= Feed ban =

Method of preventing BSE from spreading

The term Feed ban is usually a reference to the regulations that have prohibited the feeding of most mammalian-derived proteins to cattle as a method of preventing the spread of bovine spongiform encephalopathy (BSE). Feeding of infected ruminant material back to ruminants is believed to be the most likely means of transmission of the disease.

==USA==

Since the 1997 publication of regulations by the Food and Drug Administration (FDA), a feed ban has been in place.

Exceptions to the FDA ban have existed for mammalian blood and blood products; gelatin; inspected, cooked meat products for humans; milk products; and products containing pork and equine (and avian) proteins.

In July 2003, Will Hueston, who was then the director of the University of Minnesota Center for Animal Health and Food Safety in St. Paul, was very concerned about the lack of an FDA feed ban on cattle for Specified Risk Materials.

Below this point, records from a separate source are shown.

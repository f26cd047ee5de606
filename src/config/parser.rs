//! Configuration parser for loading deploy files.
//!
//! This module handles loading configuration from YAML files and environment
//! variables. Precedence, lowest first: file, environment, CLI flags (the
//! last applied by the caller).

use crate::error::{CloudformError, ConfigError, Result};
use std::path::{Path, PathBuf};
use tracing::{debug, info};

use super::spec::DeployConfig;

/// Prefix of every environment override.
pub const ENV_PREFIX: &str = "CLOUDFORM_";

/// Configuration parser for loading deployment configuration.
#[derive(Debug, Default)]
pub struct ConfigParser {
    /// Base path for resolving `.env`.
    base_path: Option<PathBuf>,
}

impl ConfigParser {
    /// Creates a new configuration parser.
    #[must_use]
    pub const fn new() -> Self {
        Self { base_path: None }
    }

    /// Sets the base path used to find `.env`.
    #[must_use]
    pub fn with_base_path(mut self, path: impl Into<PathBuf>) -> Self {
        self.base_path = Some(path.into());
        self
    }

    /// Loads configuration from a YAML file.
    ///
    /// # Errors
    ///
    /// Returns an error if the file cannot be read or parsed.
    pub fn load_file(&self, path: impl AsRef<Path>) -> Result<DeployConfig> {
        let path = path.as_ref();
        info!("Loading configuration from: {}", path.display());

        if !path.exists() {
            return Err(CloudformError::Config(ConfigError::FileNotFound {
                path: path.to_path_buf(),
            }));
        }

        let content = std::fs::read_to_string(path).map_err(|e| {
            CloudformError::Config(ConfigError::ParseError {
                message: format!("Failed to read file: {e}"),
                location: Some(path.display().to_string()),
            })
        })?;

        self.parse_yaml(&content, Some(path))
    }

    /// Parses configuration from a YAML string.
    ///
    /// An empty document yields the default configuration.
    ///
    /// # Errors
    ///
    /// Returns an error if the YAML is invalid.
    pub fn parse_yaml(&self, content: &str, source: Option<&Path>) -> Result<DeployConfig> {
        debug!("Parsing YAML configuration");

        if content.trim().is_empty() {
            return Ok(DeployConfig::default());
        }

        let config: DeployConfig = serde_yaml::from_str(content).map_err(|e| {
            let location = source.map(|p| p.display().to_string());
            CloudformError::Config(ConfigError::ParseError {
                message: format!("YAML parse error: {e}"),
                location,
            })
        })?;

        debug!(
            "Parsed configuration for stack: {}",
            config.stack.name.as_deref().unwrap_or("<unset>")
        );
        Ok(config)
    }

    /// Loads configuration with environment variable overrides.
    ///
    /// Environment variables take the form `CLOUDFORM_<KEY>`, e.g.
    /// `CLOUDFORM_STACK_NAME`.
    ///
    /// # Errors
    ///
    /// Returns an error if the file cannot be read or parsed, or an override
    /// is not a valid number.
    pub fn load_with_env(&self, path: impl AsRef<Path>) -> Result<DeployConfig> {
        let mut config = self.load_file(path)?;
        Self::apply_env_overrides(&mut config, |key| std::env::var(key).ok())?;
        Ok(config)
    }

    /// Applies environment overrides read through `lookup`.
    ///
    /// # Errors
    ///
    /// Returns an error if a numeric override cannot be parsed.
    pub fn apply_env_overrides(
        config: &mut DeployConfig,
        lookup: impl Fn(&str) -> Option<String>,
    ) -> Result<()> {
        let var = |suffix: &str| {
            let key = format!("{ENV_PREFIX}{suffix}");
            lookup(&key).inspect(|_| debug!("Overriding {key} from environment"))
        };

        if let Some(name) = var("STACK_NAME") {
            config.stack.name = Some(name);
        }
        if let Some(template) = var("TEMPLATE") {
            config.stack.template = Some(template);
        }
        if let Some(role) = var("ROLE_ARN") {
            config.stack.role_arn = Some(role);
        }
        if let Some(region) = var("REGION") {
            config.stack.region = Some(region);
        }
        if let Some(profile) = var("PROFILE") {
            config.stack.profile = Some(profile);
        }
        if let Some(interval) = var("POLL_INTERVAL_SECS") {
            config.settings.poll_interval_secs = parse_number("CLOUDFORM_POLL_INTERVAL_SECS", &interval)?;
        }
        if let Some(timeout) = var("TIMEOUT_SECS") {
            config.settings.timeout_secs = Some(parse_number("CLOUDFORM_TIMEOUT_SECS", &timeout)?);
        }

        Ok(())
    }

    /// Loads the .env file if present.
    ///
    /// # Errors
    ///
    /// Returns an error if the .env file exists but cannot be loaded.
    pub fn load_dotenv(&self) -> Result<()> {
        let env_path = self
            .base_path
            .as_ref()
            .map_or_else(|| PathBuf::from(".env"), |p| p.join(".env"));

        if env_path.exists() {
            info!("Loading environment from: {}", env_path.display());
            dotenvy::from_path(&env_path).map_err(|e| {
                CloudformError::Config(ConfigError::ParseError {
                    message: format!("Failed to load .env file: {e}"),
                    location: Some(env_path.display().to_string()),
                })
            })?;
        } else {
            debug!(".env file not found at: {}", env_path.display());
        }

        Ok(())
    }
}

fn parse_number(name: &str, value: &str) -> Result<u64> {
    value.trim().parse().map_err(|_| {
        CloudformError::Config(ConfigError::validation(
            format!("'{value}' is not a whole number of seconds"),
            name,
        ))
    })
}

/// Default configuration file names to search for.
pub const DEFAULT_CONFIG_FILES: &[&str] = &["cloudform.yaml", "cloudform.yml"];

/// Per-user configuration file, e.g. `~/.config/cloudform/cloudform.yaml`.
#[must_use]
pub fn user_config_file() -> Option<PathBuf> {
    dirs::config_dir().map(|dir| dir.join("cloudform").join(DEFAULT_CONFIG_FILES[0]))
}

/// Finds the configuration file in the given directory or its parents,
/// falling back to the per-user file.
///
/// # Errors
///
/// Returns an error if no configuration file is found.
pub fn find_config_file(start_dir: impl AsRef<Path>) -> Result<PathBuf> {
    let start = start_dir.as_ref();
    let mut current = start.to_path_buf();

    loop {
        for filename in DEFAULT_CONFIG_FILES {
            let config_path = current.join(filename);
            if config_path.exists() {
                info!("Found configuration file: {}", config_path.display());
                return Ok(config_path);
            }
        }

        if !current.pop() {
            break;
        }
    }

    if let Some(user_file) = user_config_file().filter(|p| p.exists()) {
        info!("Using user configuration file: {}", user_file.display());
        return Ok(user_file);
    }

    Err(CloudformError::Config(ConfigError::FileNotFound {
        path: start.join(DEFAULT_CONFIG_FILES[0]),
    }))
}

#[cfg(test)]
mod tests {
    use super::*;
    use std::collections::HashMap;

    #[test]
    fn test_parse_full_config() {
        let yaml = r"
stack:
  name: payments-api
  template: templates/main.yaml
  role_arn: arn:aws:iam::123456789012:role/deployer
  region: eu-west-1
parameters:
  Env: prod
  InstanceType: t3.small
tags:
  team: payments
settings:
  poll_interval_secs: 5
  timeout_secs: 1800
";
        let config = ConfigParser::new().parse_yaml(yaml, None).unwrap();

        assert_eq!(config.stack.name.as_deref(), Some("payments-api"));
        assert_eq!(config.stack.region.as_deref(), Some("eu-west-1"));
        assert_eq!(config.parameters.len(), 2);
        assert_eq!(config.tags["team"], "payments");
        assert_eq!(config.settings.poll_interval_secs, 5);
        assert_eq!(config.settings.max_nesting_depth, 32);
        assert_eq!(config.settings.timeout_secs, Some(1800));
    }

    #[test]
    fn test_empty_document_is_default() {
        let config = ConfigParser::new().parse_yaml("  \n", None).unwrap();
        assert_eq!(config, DeployConfig::default());
    }

    #[test]
    fn test_unknown_field_is_rejected() {
        let result = ConfigParser::new().parse_yaml("stack:\n  nmae: typo\n", None);
        assert!(matches!(
            result,
            Err(CloudformError::Config(ConfigError::ParseError { .. }))
        ));
    }

    #[test]
    fn test_env_overrides() {
        let env: HashMap<&str, &str> = HashMap::from([
            ("CLOUDFORM_STACK_NAME", "from-env"),
            ("CLOUDFORM_POLL_INTERVAL_SECS", "7"),
        ]);
        let mut config = DeployConfig::default();

        ConfigParser::apply_env_overrides(&mut config, |key| env.get(key).map(|v| (*v).to_string()))
            .unwrap();

        assert_eq!(config.stack.name.as_deref(), Some("from-env"));
        assert_eq!(config.settings.poll_interval_secs, 7);
        assert!(config.stack.template.is_none());
    }

    #[test]
    fn test_invalid_numeric_override() {
        let mut config = DeployConfig::default();
        let result = ConfigParser::apply_env_overrides(&mut config, |key| {
            (key == "CLOUDFORM_TIMEOUT_SECS").then(|| String::from("soon"))
        });
        assert!(result.is_err());
    }

    #[test]
    fn test_load_and_find_config_file() {
        let dir = tempfile::tempdir().unwrap();
        let nested = dir.path().join("infra").join("app");
        std::fs::create_dir_all(&nested).unwrap();
        std::fs::write(dir.path().join("cloudform.yaml"), "stack:\n  name: root-stack\n").unwrap();

        let found = find_config_file(&nested).unwrap();
        assert_eq!(found, dir.path().join("cloudform.yaml"));

        let config = ConfigParser::new().load_file(&found).unwrap();
        assert_eq!(config.stack.name.as_deref(), Some("root-stack"));
    }

    #[test]
    fn test_missing_file() {
        let dir = tempfile::tempdir().unwrap();
        let result = ConfigParser::new().load_file(dir.path().join("cloudform.yaml"));
        assert!(matches!(
            result,
            Err(CloudformError::Config(ConfigError::FileNotFound { .. }))
        ));
    }

    #[test]
    fn test_load_dotenv_without_file_is_noop() {
        let dir = tempfile::tempdir().unwrap();
        assert!(ConfigParser::new().with_base_path(dir.path()).load_dotenv().is_ok());
    }
}
//! Change-set name generation.
//!
//! Names take the form `{stackName}-{unixTimestamp}`. The generator is
//! injected into the deployer so tests can pin the suffix.

use std::sync::atomic::{AtomicI64, Ordering};

use chrono::Utc;

/// Produces unique change-set names.
#[cfg_attr(test, mockall::automock)]
pub trait NameGenerator: Send + Sync {
    /// Returns a fresh change-set name for the stack.
    fn change_set_name(&self, stack_name: &str) -> String;
}

/// Clock-backed generator that never repeats a suffix within the process.
///
/// Two calls inside the same second get consecutive suffixes instead of
/// colliding.
pub struct TimestampNames {
    /// Source of unix seconds.
    clock: Box<dyn Fn() -> i64 + Send + Sync>,
    /// Last suffix handed out.
    last: AtomicI64,
}

impl std::fmt::Debug for TimestampNames {
    fn fmt(&self, f: &mut std::fmt::Formatter<'_>) -> std::fmt::Result {
        f.debug_struct("TimestampNames")
            .field("last", &self.last.load(Ordering::Relaxed))
            .finish_non_exhaustive()
    }
}

impl Default for TimestampNames {
    fn default() -> Self {
        Self::new()
    }
}

impl TimestampNames {
    /// Creates a generator reading the system clock.
    #[must_use]
    pub fn new() -> Self {
        Self::with_clock(|| Utc::now().timestamp())
    }

    /// Creates a generator with a custom clock.
    #[must_use]
    pub fn with_clock(clock: impl Fn() -> i64 + Send + Sync + 'static) -> Self {
        Self {
            clock: Box::new(clock),
            last: AtomicI64::new(i64::MIN),
        }
    }

    fn next_suffix(&self) -> i64 {
        let now = (self.clock)();
        let previous = self
            .last
            .fetch_update(Ordering::SeqCst, Ordering::SeqCst, |last| {
                Some(now.max(last.saturating_add(1)))
            })
            .unwrap_or(now);
        now.max(previous.saturating_add(1))
    }
}

impl NameGenerator for TimestampNames {
    fn change_set_name(&self, stack_name: &str) -> String {
        format!("{stack_name}-{}", self.next_suffix())
    }
}

#[cfg(test)]
mod tests {
    use super::*;
    use std::sync::Arc;

    fn suffix(name: &str, stack: &str) -> i64 {
        name.strip_prefix(&format!("{stack}-"))
            .expect("name should start with the stack name")
            .parse()
            .expect("suffix should be an integer")
    }

    #[test]
    fn test_name_has_stack_prefix_and_integer_suffix() {
        let names = TimestampNames::with_clock(|| 1_700_000_000);
        let name = names.change_set_name("my-app");
        assert_eq!(name, "my-app-1700000000");
    }

    #[test]
    fn test_different_seconds_give_different_names() {
        let now = Arc::new(AtomicI64::new(1_700_000_000));
        let clock = Arc::clone(&now);
        let names = TimestampNames::with_clock(move || clock.load(Ordering::SeqCst));

        let first = names.change_set_name("app");
        now.store(1_700_000_005, Ordering::SeqCst);
        let second = names.change_set_name("app");

        assert_ne!(first, second);
        assert_eq!(suffix(&second, "app"), 1_700_000_005);
    }

    #[test]
    fn test_same_second_does_not_collide() {
        let names = TimestampNames::with_clock(|| 42);
        let first = names.change_set_name("app");
        let second = names.change_set_name("app");
        assert_eq!(suffix(&first, "app"), 42);
        assert_eq!(suffix(&second, "app"), 43);
    }

    #[test]
    fn test_system_clock_suffix_is_recent() {
        let names = TimestampNames::new();
        let before = Utc::now().timestamp();
        let name = names.change_set_name("stack");
        assert!(suffix(&name, "stack") >= before);
    }
}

On January 26, 2004, FDA officials said they would expand the feed ban by prohibiting from ruminant feeds, ruminant blood and blood products, poultry litter, and restaurant plate waste. At issue is whether recommendations by some scientific experts to ban additional products from feed are necessary, as some foreign countries do where BSE is much more widespread. Meanwhile, the USDA "ban on SRMs in the food supply as an interim rule in January 2004, about three weeks after the first U.S." homegrown BSE case was discovered.

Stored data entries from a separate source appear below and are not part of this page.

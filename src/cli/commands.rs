//! CLI command definitions.
//!
//! This module defines all CLI commands and their arguments using clap.

use clap::{Args, Parser, Subcommand};
use std::path::PathBuf;

use crate::error::{ConfigError, Result};

/// cloudform - CloudFormation deployments through reviewed change sets.
#[derive(Parser, Debug)]
#[command(name = "cloudform")]
#[command(author, version, about, long_about = None)]
#[command(propagate_version = true)]
pub struct Cli {
    /// Path to the configuration file.
    #[arg(short, long, global = true, env = "CLOUDFORM_CONFIG")]
    pub config: Option<PathBuf>,

    /// Enable verbose output.
    #[arg(short, long, global = true)]
    pub verbose: bool,

    /// Output format (text, json).
    #[arg(long, global = true, default_value = "text")]
    pub output: OutputFormat,

    /// Log format (text, json).
    #[arg(long, global = true, default_value = "text")]
    pub log_format: LogFormat,

    /// Disable coloured output.
    #[arg(long, global = true)]
    pub no_color: bool,

    /// Give up after this many seconds.
    #[arg(long, global = true)]
    pub timeout: Option<u64>,

    /// Subcommand to execute.
    #[command(subcommand)]
    pub command: Commands,
}

/// Stack selection and AWS connection flags shared by every command.
#[derive(Args, Debug, Clone, Default)]
pub struct StackArgs {
    /// Stack name (overrides `stack.name`).
    #[arg(short, long)]
    pub stack_name: Option<String>,

    /// Execution role ARN (overrides `stack.role_arn`).
    #[arg(long)]
    pub role_arn: Option<String>,

    /// AWS region (overrides `stack.region`).
    #[arg(long)]
    pub region: Option<String>,

    /// AWS profile (overrides `stack.profile`).
    #[arg(long)]
    pub profile: Option<String>,
}

/// Available CLI commands.
#[derive(Subcommand, Debug)]
pub enum Commands {
    /// Create and execute a change set for a stack.
    Deploy {
        /// Stack selection.
        #[command(flatten)]
        stack: StackArgs,

        /// Template file path, http(s) URL or inline body.
        #[arg(short, long)]
        template: Option<String>,

        /// Template parameter as KEY=VALUE (repeatable).
        #[arg(short, long = "parameter", value_parser = parse_key_val)]
        parameters: Vec<(String, String)>,

        /// Stack tag as KEY=VALUE (repeatable).
        #[arg(long = "tag", value_parser = parse_key_val)]
        tags: Vec<(String, String)>,

        /// Skip confirmation prompt.
        #[arg(short, long)]
        yes: bool,
    },

    /// Delete a stack and wait for it to go away.
    Delete {
        /// Stack selection.
        #[command(flatten)]
        stack: StackArgs,

        /// Skip confirmation prompt.
        #[arg(short, long)]
        yes: bool,
    },

    /// Show a stack's status and resources.
    Status {
        /// Stack selection.
        #[command(flatten)]
        stack: StackArgs,
    },

    /// Render an existing change set without executing it.
    Diff {
        /// Stack selection.
        #[command(flatten)]
        stack: StackArgs,

        /// Change set name, or its id when no stack is given.
        change_set: String,
    },
}

/// Output format options.
#[derive(Debug, Clone, Copy, Default, PartialEq, Eq, clap::ValueEnum)]
pub enum OutputFormat {
    /// Human-readable text output.
    #[default]
    Text,
    /// JSON output for scripting.
    Json,
}

/// Log format options.
#[derive(Debug, Clone, Copy, Default, PartialEq, Eq, clap::ValueEnum)]
pub enum LogFormat {
    /// Human-readable log lines.
    #[default]
    Text,
    /// One JSON object per log event.
    Json,
}

impl Commands {
    /// Stack selection flags of the command.
    #[must_use]
    pub const fn stack_args(&self) -> &StackArgs {
        match self {
            Self::Deploy { stack, .. }
            | Self::Delete { stack, .. }
            | Self::Status { stack }
            | Self::Diff { stack, .. } => stack,
        }
    }
}

/// Parses a `KEY=VALUE` pair. The value may itself contain `=`.
///
/// # Errors
///
/// Returns an error if there is no `=` or the key is empty.
pub fn parse_key_val(input: &str) -> Result<(String, String)> {
    match input.split_once('=') {
        Some((key, value)) if !key.trim().is_empty() => {
            Ok((key.trim().to_string(), value.to_string()))
        }
        _ => Err(ConfigError::InvalidPair {
            input: input.to_string(),
        }
        .into()),
    }
}
//! Configuration module for cloudform.
//!
//! This module handles all configuration-related functionality:
//! - Parsing and deserializing `cloudform.yaml`
//! - Environment and `.env` overrides
//! - Validation of configuration values
//! - Resolving the template argument into a body or URL

mod parser;
mod spec;
mod template;
mod validator;

pub use parser::{
    find_config_file, user_config_file, ConfigParser, DEFAULT_CONFIG_FILES, ENV_PREFIX,
};
pub use spec::{DeployConfig, SettingsConfig, StackConfig};
pub use template::resolve_template;
pub use validator::{ConfigValidator, ValidationError, ValidationResult};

In July 2007, the use of high-pressure cattle-stunning devices that could drive SRM tissue into meat was banned by the USDA. Several "BSE-related interim rules, including the ban on SRM from human food," were made permanent at this time.

==Canada==
In 1992, Canada implemented a national bovine spongiform encephalopathy (BSE) surveillance program. In a 2011 publication, the Canadian Food Inspection Agency (CFIA) was at pains to stress that the "level and design of BSE testing in Canada has always been, and continues to be, in full accordance with the guidelines recommended by the World Organisation for Animal Health (OIE)."

In July 2003, a Specified Risk Material feed ban was imposed by the CFIA. This was the first regulatory change to bovine farm practice in Canada after the British BSE disaster. At the time, the CFIA exceeded the caution of the FDA.

On 12 July 2007, an "Enhanced Feed Ban" (EFB) was imposed by the CFIA's "Feed Ban Task Force", which was chaired by Freeman Libby. By that date, a total of 10 BSE cases had been discovered, the last one in May 2007 which prompted the EFB rule. The EFB was designed in order to maintain Canada's status as an OIE "controlled risk country". Under the EFB, a CFIA permit is required to transport or receive SRM in any form, and "livestock producers must no longer use any feed products containing SRM." The EFB banned "the use of cattle brains, spinal cords, and certain other body parts from all animal feeds, pet foods, and fertilizer." At the time, the SRMs included the "skull, brain, eyes, tonsils, spinal cord, and certain nerve bundles (trigeminal root ganglia and dorsal root ganglia) in cattle 30 months or older, plus the distal ileum (part of the small intestine) of all cattle." According to a CanWest News report, "SRM must now be removed with special equipment, hauled away in dedicated trucks, processed, and then buried in landfills, burned in high-temperature incinerators, or dumped into composters and bioenergy plants."

At the time, the CFIA was firmly convinced that: with the EFB, "BSE is expected to be eliminated from Canadian cattle in about 10 years; without the new rules, eradication was expected to take several decades."